Tuesday, May 25, 2010

Ironi Kursi

Melihatnya hanya menggeletak, ada sedih yang tersayat. Ia harusnya membekap tubuh berbalut aroma wangi, terbungkus rupa-rupa busana adi karya. Tapi, lihatlah, ia hanya mampu memakukkan tangannya. Bersebelahan dengan tangan-tangan kursi di sekelilingnya yang membatu tersiram dingin angin sore.

Tragis. Ironi yang menguncup hingga menyentuh puncak-puncak kelam anomali kesungguhan pengabdian.

Membekap kursi itu bukanlah perkara mudah. Ibarat demit, ia menghendaki pemujaan dengan bau sesaji anyir mengalirkan aroma duniawi. Jalan menujunya pun teramat terjal. Perlu keberanian, kesungguhan, semangat juang. Dan juga, pekat terselubung di sana, aroma keculasan, kerakusan, dan pemujaan terhadap berhala-berhala pemulus jalan. Sekadar untuk membangun jalan, menghabiskan waktu bertahun. Hingga tak terhitung bila kita menghitung habis hingga ritual menghias pagar, menaruh tanaman, dan melumurinya dengan rupa-rupa cat penambah aroma elok.

Mereka yang memujanya, memang tidak menanggungkan gaman. Tetapi, darah kerap memuncrat karena sengketanya. Api gampang meletup. Nanar menjadi mudah disebarkan. Kesetiaan pun menjadi tak lebih dari barang lapuk.

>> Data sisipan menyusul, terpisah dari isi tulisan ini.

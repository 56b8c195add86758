//! 仿真核心模块
//!
//! 此模块包含事件驱动仿真的核心组件，如仿真时间、事件、世界、调度接口和仿真器。

// 子模块声明
mod event;
mod scheduled_event;
mod scheduler;
mod simulator;
mod time;
mod world;

// 重新导出公共接口
pub use event::Event;
pub use scheduled_event::{EventId, ScheduledEvent};
pub use scheduler::Scheduler;
pub use simulator::Simulator;
pub use time::SimTime;
pub use world::World;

Manusia tak pernah kuasa mencintai apa yang telah menjadi miliknya. Sore ini, di antara deret kursi yang membeku menanti hangat tubuh dan aroma wangi busana tuannya, mataku sayu mengeja hukum yang masih saja ampuh tersebut. Meski dunia makin menua, dogma yang telah membungkuk tertindih bilangan umur uzur dunia tersebut, tetap tak pernah sepi dari para pemujanya.

Mereka membunuh untuknya. Lalu mereka mengabaikannya. Tentu, akan tiba masa, dimana darah dan kesenangan duniawi kembali mengucur demi pemujaan untuk mendapatkannya kembali.